Image used with permission by copyright holder

Microsoft Build changed for 2019. The company ditched the old longform keynote format with live on-stage coding in favor of a shorter and more focused format and placed new emphasis on the show floor.

But more notably, the company completed its cloud-first shift by almost entirely banishing Windows from the main stage. The Windows 10 May Update just rolled out, but you wouldn’t know that for the keynote. Most of what was said focused on Edge’s transition to Chromium.

This cold shoulder comes just weeks after Microsoft announced the official cancellation of Windows’ highly anticipated Sets, a feature I was looking forward to. Suddenly, the future of Windows 10 looks extremely dull. What does that mean for the future of the world’s most popular operating system?

Wither Windows?

Don’t get me wrong. I’m not suggesting that Microsoft is abandoning Windows 10. The operating system remains popular and continues to see a steady update schedule, such as the May Update just mentioned. These free improvements put Apple’s tepid MacOS updates to shame.

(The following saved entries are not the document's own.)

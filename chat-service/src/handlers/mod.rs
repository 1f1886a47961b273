//! HTTP handlers for the chat service.

pub mod chat;
pub mod health;
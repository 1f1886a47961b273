//! OpenAI-compatible chat-completions provider.
//!
//! Works against any endpoint exposing `POST {base_url}/chat/completions`
//! with the OpenAI request and response shapes.

use super::{ChatProvider, ProviderError, ProviderResponse};
use crate::models::ChatMessage;
use async_trait::async_trait;
use reqwest::Client;
use serde::{Deserialize, Serialize};
use std::time::Duration;

#[derive(Debug, Clone)]
pub struct OpenAiConfig {
    pub base_url: String,
    pub api_key: String,
    pub model: String,
    pub timeout: Duration,
}

pub struct OpenAiChatProvider {
    config: OpenAiConfig,
    client: Client,
}

impl OpenAiChatProvider {
    pub fn new(config: OpenAiConfig) -> Result<Self, ProviderError> {
        let client = Client::builder()
            .timeout(config.timeout)
            .build()
            .map_err(|e| ProviderError::NotConfigured(format!("HTTP client: {}", e)))?;

        Ok(Self { config, client })
    }

    fn completions_url(&self) -> String {
        format!(
            "{}/chat/completions",
            self.config.base_url.trim_end_matches('/')
        )
    }
}

#[async_trait]
impl ChatProvider for OpenAiChatProvider {
    async fn complete(&self, messages: &[ChatMessage]) -> Result<ProviderResponse, ProviderError> {
        let request = ChatCompletionRequest {
            model: &self.config.model,
            messages,
        };

        tracing::debug!(
            model = %self.config.model,
            message_count = messages.len(),
            "Sending request to chat completions API"
        );

        let mut builder = self.client.post(self.completions_url()).json(&request);
        if !self.config.api_key.is_empty() {
            builder = builder.bearer_auth(&self.config.api_key);
        }

        let response = builder.send().await.map_err(|e| {
            if e.is_timeout() {
                ProviderError::Timeout(self.config.timeout)
            } else {
                ProviderError::NetworkError(e.to_string())
            }
        })?;

        let status = response.status();
        if !status.is_success() {
            let body = response.text().await.unwrap_or_default();

            if status.as_u16() == 429 {
                return Err(ProviderError::RateLimited);
            }

            return Err(ProviderError::ApiError {
                status: status.as_u16(),
                body,
            });
        }

        let body = response
            .text()
            .await
            .map_err(|e| ProviderError::NetworkError(e.to_string()))?;

        parse_completion(&body)
    }

    fn model(&self) -> &str {
        &self.config.model
    }
}

/// Extract `choices[0].message.content` and usage from a response body.
pub fn parse_completion(body: &str) -> Result<ProviderResponse, ProviderError> {
    let parsed: ChatCompletionResponse = serde_json::from_str(body)
        .map_err(|e| ProviderError::MalformedResponse(format!("invalid JSON: {}", e)))?;

    let text = parsed
        .choices
        .into_iter()
        .next()
        .and_then(|choice| choice.message)
        .and_then(|message| message.content)
        .ok_or_else(|| {
            ProviderError::MalformedResponse("missing choices[0].message.content".to_string())
        })?;

    if text.trim().is_empty() {
        return Err(ProviderError::EmptyReply);
    }

    let usage = parsed.usage.unwrap_or_default();

    Ok(ProviderResponse {
        text,
        input_tokens: usage.prompt_tokens,
        output_tokens: usage.completion_tokens,
    })
}

// Chat completions API types

#[derive(Debug, Serialize)]
struct ChatCompletionRequest<'a> {
    model: &'a str,
    messages: &'a [ChatMessage],
}

#[derive(Debug, Deserialize)]
struct ChatCompletionResponse {
    #[serde(default)]
    choices: Vec<Choice>,
    #[serde(default)]
    usage: Option<Usage>,
}

#[derive(Debug, Deserialize)]
struct Choice {
    #[serde(default)]
    message: Option<AssistantMessage>,
}

#[derive(Debug, Deserialize)]
struct AssistantMessage {
    #[serde(default)]
    content: Option<String>,
}

#[derive(Debug, Default, Deserialize)]
struct Usage {
    #[serde(default)]
    prompt_tokens: u32,
    #[serde(default)]
    completion_tokens: u32,
}

#[cfg(test)]
mod tests {
    use super::*;
    use crate::models::Role;

    #[test]
    fn test_parse_completion() {
        let body = r#"{
            "id": "chatcmpl-1",
            "choices": [{"index": 0, "message": {"role": "assistant", "content": "Hello!"}}],
            "usage": {"prompt_tokens": 12, "completion_tokens": 3, "total_tokens": 15}
        }"#;

        let response = parse_completion(body).unwrap();
        assert_eq!(response.text, "Hello!");
        assert_eq!(response.input_tokens, 12);
        assert_eq!(response.output_tokens, 3);
    }

    #[test]
    fn test_parse_completion_without_usage() {
        let body = r#"{"choices": [{"message": {"content": "Hi"}}]}"#;
        let response = parse_completion(body).unwrap();
        assert_eq!(response.text, "Hi");
        assert_eq!(response.input_tokens, 0);
    }

    #[test]
    fn test_parse_completion_missing_content() {
        for body in [
            r#"{"choices": []}"#,
            r#"{"choices": [{}]}"#,
            r#"{"choices": [{"message": {"role": "assistant"}}]}"#,
            r#"{"error": {"message": "quota"}}"#,
        ] {
            assert!(
                matches!(
                    parse_completion(body),
                    Err(ProviderError::MalformedResponse(_))
                ),
                "{body}"
            );
        }
    }

    #[test]
    fn test_parse_completion_rejects_garbage() {
        assert!(matches!(
            parse_completion("<html>bad gateway</html>"),
            Err(ProviderError::MalformedResponse(_))
        ));
        assert!(matches!(
            parse_completion(r#"{"choices": [{"message": {"content": "  "}}]}"#),
            Err(ProviderError::EmptyReply)
        ));
    }

    #[test]
    fn test_request_shape() {
        let messages = vec![
            ChatMessage::new(Role::System, "persona"),
            ChatMessage::new(Role::User, "hi"),
        ];
        let request = ChatCompletionRequest {
            model: "gpt-4o-mini",
            messages: &messages,
        };

        let json = serde_json::to_value(&request).unwrap();
        assert_eq!(json["model"], "gpt-4o-mini");
        assert_eq!(json["messages"][0]["role"], "system");
        assert_eq!(json["messages"][1]["content"], "hi");
    }

    #[test]
    fn test_completions_url_trims_slash() {
        let provider = OpenAiChatProvider::new(OpenAiConfig {
            base_url: "http://localhost:9999/v1/".to_string(),
            api_key: String::new(),
            model: "m".to_string(),
            timeout: Duration::from_secs(1),
        })
        .unwrap();
        assert_eq!(
            provider.completions_url(),
            "http://localhost:9999/v1/chat/completions"
        );
    }
}
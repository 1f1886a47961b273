pub mod metrics;
pub mod orchestrator;
pub mod prompt;
pub mod providers;
pub mod rules;
pub mod store;

pub use orchestrator::ChatOrchestrator;
pub use prompt::PromptBuilder;
pub use providers::{ChatProvider, MockChatProvider, OpenAiChatProvider, OpenAiConfig};
pub use rules::{RuleEngine, RuleOutcome};
pub use store::{ConversationStore, InMemoryConversationStore};
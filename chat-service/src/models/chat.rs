//! Wire types for `POST /api/chat`.

use serde::{Deserialize, Serialize};
use validator::Validate;

/// Inbound chat message from the widget.
///
/// Missing fields deserialize to empty strings so they fail validation
/// (400) rather than JSON extraction.
#[derive(Debug, Clone, Default, Deserialize, Validate)]
#[serde(rename_all = "camelCase")]
pub struct ChatRequest {
    #[serde(default)]
    #[validate(length(min = 1, message = "message is required"))]
    pub message: String,

    #[serde(default)]
    #[validate(length(min = 1, message = "userId is required"))]
    pub user_id: String,

    /// Display name the client already knows, if any.
    #[serde(default)]
    pub name: Option<String>,
}

impl ChatRequest {
    pub fn new(user_id: impl Into<String>, message: impl Into<String>) -> Self {
        Self {
            message: message.into(),
            user_id: user_id.into(),
            name: None,
        }
    }

    pub fn with_name(mut self, name: impl Into<String>) -> Self {
        self.name = Some(name.into());
        self
    }
}

/// Reply for the widget. `newName` is always present, `null` unless the
/// message declared a new name.
#[derive(Debug, Clone, PartialEq, Eq, Serialize, Deserialize)]
#[serde(rename_all = "camelCase")]
pub struct ChatReply {
    pub reply: String,
    pub new_name: Option<String>,
}

impl ChatReply {
    pub fn new(reply: impl Into<String>, new_name: Option<String>) -> Self {
        Self {
            reply: reply.into(),
            new_name,
        }
    }
}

Still, Microsoft’s tone has shifted over the past few years. Windows was mentioned less. Azure, the company’s cloud computing service, was mentioned more. Build 2019 marks the completion of that transition. Windows didn’t just take a back seat. It was hardly mentioned. And, when it was, the focus wasn’t on new Windows features but instead on ways Microsoft’s various cloud services can enhance or work alongside Windows.

Consider Search. Microsoft made a big deal of how its investments in cloud technology like Microsoft Graph has paid off in a better search experience that works across devices. It can pull directly from just your own data, but also data from any corporation or organization you’re a part of. Anyone who’s spent an hour trying to track down a form or document hidden in a shared company folder knows how useful this can be.

Search will work with Windows 10, of course — but the new features are only relevant if you’re part of a large organization that’s subscribed to Microsoft 365. Home users, and organizations that aren’t a Microsoft 365 customer, won’t see much (if any) difference.

It’s the same story with Microsoft Identity, the company’s password-less security platform. You can login to multiple devices and applications using just your face or fingerprint, seamlessly leaping between them. But this targets enterprise and internal applications. Windows 10 Home users aren’t going to see a benefit.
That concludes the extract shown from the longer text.